→ **Exercise material**:
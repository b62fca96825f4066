//! Task pool: the rescheduler's view of one planning horizon.

use serde::{Deserialize, Serialize};
use std::collections::{BTreeMap, BTreeSet};

use crate::error::{CoreError, Result, ValidationError};
use crate::model::{Schedule, Task, TaskStatus, TimeRange, TimeSlot};

/// Tasks of one horizon plus what the rescheduler remembers about them.
#[derive(Debug, Clone, PartialEq, Serialize, Deserialize)]
pub struct TaskPool {
    horizon: TimeRange,
    tasks: BTreeMap<String, Task>,
    #[serde(default)]
    last_schedule: Option<Schedule>,
    /// Intervals each task was missed in
    #[serde(default)]
    missed_intervals: BTreeMap<String, Vec<TimeSlot>>,
    /// Missed tasks that will not be resubmitted
    #[serde(default)]
    unschedulable: BTreeSet<String>,
}

impl TaskPool {
    /// Create a pool, rejecting invalid tasks and duplicate ids.
    ///
    /// Tasks may arrive in any status; a scheduled task must carry its slot.
    pub fn new(horizon: TimeRange, tasks: Vec<Task>) -> Result<Self> {
        if horizon.start >= horizon.end {
            return Err(ValidationError::InvalidTimeRange {
                start: horizon.start,
                end: horizon.end,
            }
            .into());
        }
        let mut pool = Self {
            horizon,
            tasks: BTreeMap::new(),
            last_schedule: None,
            missed_intervals: BTreeMap::new(),
            unschedulable: BTreeSet::new(),
        };
        for task in tasks {
            pool.insert(task)?;
        }
        Ok(pool)
    }

    /// Add a task to the pool.
    pub fn insert(&mut self, task: Task) -> Result<()> {
        task.validate()?;
        if task.status() == TaskStatus::Scheduled && task.assigned().is_none() {
            return Err(ValidationError::InvalidValue {
                field: format!("task[{}].assigned", task.id),
                message: "a scheduled task needs a slot".into(),
            }
            .into());
        }
        if self.tasks.contains_key(&task.id) {
            return Err(ValidationError::DuplicateId(task.id).into());
        }
        self.tasks.insert(task.id.clone(), task);
        Ok(())
    }

    pub fn horizon(&self) -> TimeRange {
        self.horizon
    }

    /// Tasks in id order.
    pub fn tasks(&self) -> impl Iterator<Item = &Task> {
        self.tasks.values()
    }

    pub fn get(&self, id: &str) -> Option<&Task> {
        self.tasks.get(id)
    }

    pub fn len(&self) -> usize {
        self.tasks.len()
    }

    pub fn is_empty(&self) -> bool {
        self.tasks.is_empty()
    }

    pub fn last_schedule(&self) -> Option<&Schedule> {
        self.last_schedule.as_ref()
    }

    pub fn unschedulable(&self) -> &BTreeSet<String> {
        &self.unschedulable
    }

    /// Intervals `id` was missed in, oldest first.
    pub fn missed_intervals(&self, id: &str) -> &[TimeSlot] {
        self.missed_intervals
            .get(id)
            .map(Vec::as_slice)
            .unwrap_or(&[])
    }

    /// Whether any task currently holds a slot.
    pub fn has_assignments(&self) -> bool {
        self.tasks.values().any(|t| t.assigned().is_some())
    }

    /// Flag a task as not done. Its slot, if any, is remembered.
    pub fn mark_missed(&mut self, id: &str) -> Result<()> {
        let task = self.get_mut(id)?;
        let slot = task.mark_missed()?;
        tracing::info!(task_id = id, "task flagged missed");
        if let Some(slot) = slot {
            self.missed_intervals
                .entry(id.to_string())
                .or_default()
                .push(slot);
        }
        Ok(())
    }

    /// Confirm a scheduled task as done.
    pub fn mark_completed(&mut self, id: &str) -> Result<()> {
        self.get_mut(id)?.mark_completed()?;
        tracing::info!(task_id = id, "task confirmed completed");
        Ok(())
    }

    pub(crate) fn all_missed_intervals(&self) -> &BTreeMap<String, Vec<TimeSlot>> {
        &self.missed_intervals
    }

    pub(crate) fn get_mut(&mut self, id: &str) -> Result<&mut Task> {
        self.tasks
            .get_mut(id)
            .ok_or_else(|| CoreError::UnknownTask(id.to_string()))
    }

    pub(crate) fn tasks_mut(&mut self) -> impl Iterator<Item = &mut Task> {
        self.tasks.values_mut()
    }

    pub(crate) fn remove(&mut self, id: &str) -> Option<Task> {
        self.tasks.remove(id)
    }

    pub(crate) fn mark_unschedulable(&mut self, id: &str) {
        self.unschedulable.insert(id.to_string());
    }

    pub(crate) fn set_last_schedule(&mut self, schedule: Schedule) {
        self.last_schedule = Some(schedule);
    }
}
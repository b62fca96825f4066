//! Integration tests for the adaptive rescheduler.
//!
//! These tests drive a task pool through a simulated day: an initial plan,
//! missed and completed work, and re-plans of the residual horizon.

use chrono::{DateTime, TimeZone, Utc};
use slotplan_core::{
    Config, ConstantScorer, FixedEvent, Preferences, Rescheduler, ScoreError, SolverConfig,
    Task, TaskPool, TaskStatus, TimeRange, TimeSlot,
};

fn mon(h: u32, m: u32) -> DateTime<Utc> {
    Utc.with_ymd_and_hms(2025, 11, 3, h, m, 0).unwrap()
}

fn rescheduler() -> Rescheduler {
    let config = Config {
        solver: SolverConfig {
            granularity_minutes: 30,
            ..SolverConfig::default()
        },
        ..Config::default()
    };
    Rescheduler::new(&config).unwrap()
}

fn day() -> TimeRange {
    TimeRange::new(mon(8, 0), mon(18, 0)).unwrap()
}

fn uniform() -> ConstantScorer {
    ConstantScorer(0.5)
}

#[test]
fn test_missed_task_is_repaired_after_now() {
    let r = rescheduler();
    let events = vec![
        FixedEvent::new("standup", "Standup", mon(9, 0), mon(9, 30)).unwrap(),
        FixedEvent::new("review", "Design review", mon(14, 0), mon(15, 0)).unwrap(),
    ];
    let mut task = Task::new("report", "Write report", 60, mon(8, 0), mon(18, 0)).unwrap();
    task.mark_scheduled(TimeSlot::new(mon(10, 0), mon(11, 0)).unwrap())
        .unwrap();
    let mut pool = TaskPool::new(day(), vec![task]).unwrap();

    pool.mark_missed("report").unwrap();
    let outcome = r
        .reschedule(&mut pool, &events, &Preferences::default(), mon(10, 30), &uniform())
        .unwrap();

    let slot = outcome.schedule.slot_of("report").unwrap();
    assert!(slot.start >= mon(10, 30));
    // The missed interval itself is avoided
    assert!(slot.start >= mon(11, 0));
    assert_eq!(outcome.report.reentered, vec!["report"]);

    // Fixed events are carried through untouched
    assert_eq!(outcome.schedule.fixed_events, vec![events[1].clone()]);
    assert!(outcome.schedule.conflicts().is_empty());

    let task = pool.get("report").unwrap();
    assert_eq!(task.status(), TaskStatus::Scheduled);
    assert_eq!(task.missed_count(), 1);
    assert!(task.priority_weight > 1.0);
}

#[test]
fn test_day_plays_out_with_completion_and_expiry() {
    let r = rescheduler();
    let tasks = vec![
        Task::new("email", "Email", 30, mon(8, 0), mon(18, 0)).unwrap(),
        Task::new("slides", "Slides", 90, mon(8, 0), mon(18, 0)).unwrap(),
        Task::new("call", "Call vendor", 30, mon(8, 0), mon(9, 0)).unwrap(),
    ];
    let mut pool = TaskPool::new(day(), tasks).unwrap();
    let events = vec![FixedEvent::new("lunch", "Lunch", mon(12, 0), mon(13, 0)).unwrap()];
    let prefs = Preferences::default();

    let plan = r
        .reschedule(&mut pool, &events, &prefs, mon(8, 0), &uniform())
        .unwrap();
    assert_eq!(plan.schedule.scheduled_count(), 3);
    assert!(plan.schedule.conflicts().is_empty());
    assert!(plan.report.is_empty());

    // The caller never started the vendor call
    pool.mark_missed("call").unwrap();

    let later = r
        .reschedule(&mut pool, &events, &prefs, mon(13, 0), &uniform())
        .unwrap();

    // Everything that ended before 13:00 is assumed done
    for id in ["email", "slides"] {
        assert_eq!(pool.get(id).unwrap().status(), TaskStatus::Completed, "{id}");
        assert!(later.report.completed.contains(&id.to_string()));
    }
    // The call's window is gone
    assert_eq!(later.report.unschedulable, vec!["call"]);
    assert!(pool.unschedulable().contains("call"));
    assert!(later.schedule.assignments.is_empty());
}

#[test]
fn test_running_task_stays_locked() {
    let r = rescheduler();
    let mut running = Task::new("focus", "Focus block", 60, mon(8, 0), mon(18, 0)).unwrap();
    let running_slot = TimeSlot::new(mon(10, 0), mon(11, 0)).unwrap();
    running.mark_scheduled(running_slot).unwrap();
    let next = Task::new("next", "Next", 30, mon(8, 0), mon(18, 0)).unwrap();
    let mut pool = TaskPool::new(day(), vec![running, next]).unwrap();

    let outcome = r
        .reschedule(&mut pool, &[], &Preferences::default(), mon(10, 20), &uniform())
        .unwrap();

    let locked = &outcome.schedule.assignments["focus"];
    assert!(locked.locked);
    assert_eq!(locked.slot, running_slot);
    assert_eq!(outcome.schedule.slot_of("next").unwrap().start, mon(11, 0));
    assert!(outcome.schedule.conflicts().is_empty());
}

#[test]
fn test_confirmed_completion_drops_out_of_plan() {
    let r = rescheduler();
    let tasks = vec![
        Task::new("a", "A", 60, mon(8, 0), mon(18, 0)).unwrap(),
        Task::new("b", "B", 60, mon(8, 0), mon(18, 0)).unwrap(),
    ];
    let mut pool = TaskPool::new(day(), tasks).unwrap();
    r.reschedule(&mut pool, &[], &Preferences::default(), mon(8, 0), &uniform())
        .unwrap();

    pool.mark_completed("b").unwrap();
    let outcome = r
        .reschedule(&mut pool, &[], &Preferences::default(), mon(8, 0), &uniform())
        .unwrap();
    assert!(outcome.schedule.is_scheduled("a"));
    assert!(!outcome.schedule.is_scheduled("b"));
    assert_eq!(pool.get("b").unwrap().status(), TaskStatus::Completed);
}

#[test]
fn test_reschedule_with_oracle_down_is_degraded() {
    let r = rescheduler();
    let tasks = vec![Task::new("a", "A", 60, mon(8, 0), mon(18, 0)).unwrap()];
    let mut pool = TaskPool::new(day(), tasks).unwrap();
    let offline = |_: &Task, _: &TimeSlot, _: &Preferences| -> Result<f64, ScoreError> {
        Err(ScoreError::unavailable("timeout"))
    };
    let outcome = r
        .reschedule(&mut pool, &[], &Preferences::default(), mon(9, 0), &offline)
        .unwrap();
    assert!(outcome.schedule.is_degraded());
    assert_eq!(outcome.schedule.slot_of("a").unwrap().start, mon(9, 0));
    assert_eq!(pool.last_schedule(), Some(&outcome.schedule));
}

#[test]
fn test_reschedule_after_horizon_end_places_nothing() {
    let r = rescheduler();
    let tasks = vec![Task::new("a", "A", 60, mon(8, 0), mon(20, 0)).unwrap()];
    let mut pool = TaskPool::new(day(), tasks).unwrap();
    let outcome = r
        .reschedule(&mut pool, &[], &Preferences::default(), mon(18, 30), &uniform())
        .unwrap();
    assert!(outcome.schedule.assignments.is_empty());
    assert!(outcome.schedule.unscheduled.contains("a"));
    assert_eq!(pool.get("a").unwrap().status(), TaskStatus::Pending);
}

fn running_at_nine() -> Task {
    let mut running = Task::new("a", "Running", 60, mon(8, 0), mon(18, 0)).unwrap();
    running
        .mark_scheduled(TimeSlot::new(mon(9, 0), mon(10, 0)).unwrap())
        .unwrap();
    running
}

#[test]
fn test_gap_is_kept_after_running_task() {
    let r = rescheduler();
    let pending = Task::new("b", "Pending", 60, mon(8, 0), mon(18, 0)).unwrap();
    let mut pool = TaskPool::new(day(), vec![running_at_nine(), pending]).unwrap();
    let prefs = Preferences::default().with_min_gap(60);

    let outcome = r
        .reschedule(&mut pool, &[], &prefs, mon(9, 30), &uniform())
        .unwrap();

    assert!(outcome.schedule.assignments["a"].locked);
    let b = outcome.schedule.slot_of("b").unwrap();
    assert!(b.start >= mon(11, 0), "gap violated: b starts at {}", b.start);
    assert_eq!(b.start, mon(11, 0));
}

#[test]
fn test_running_task_counts_toward_daily_cap() {
    let r = rescheduler();
    let pending = Task::new("b", "Pending", 90, mon(8, 0), mon(18, 0)).unwrap();
    let mut pool = TaskPool::new(day(), vec![running_at_nine(), pending]).unwrap();
    let mut prefs = Preferences::default();
    prefs.max_task_minutes_per_day = Some(120);

    let outcome = r
        .reschedule(&mut pool, &[], &prefs, mon(9, 30), &uniform())
        .unwrap();

    // 60 running minutes leave room for 60 more today
    assert!(outcome.schedule.is_scheduled("a"));
    assert!(outcome.schedule.unscheduled.contains("b"));
    assert_eq!(pool.get("b").unwrap().status(), TaskStatus::Pending);
}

→ **Required action**: Locate the lines above that contain "assigned" and copy them.

→ **Exercise answer**:
        if task.status() == TaskStatus::Scheduled && task.assigned().is_none() {
                field: format!("task[{}].assigned", task.id),
        self.tasks.values().any(|t| t.assigned().is_some())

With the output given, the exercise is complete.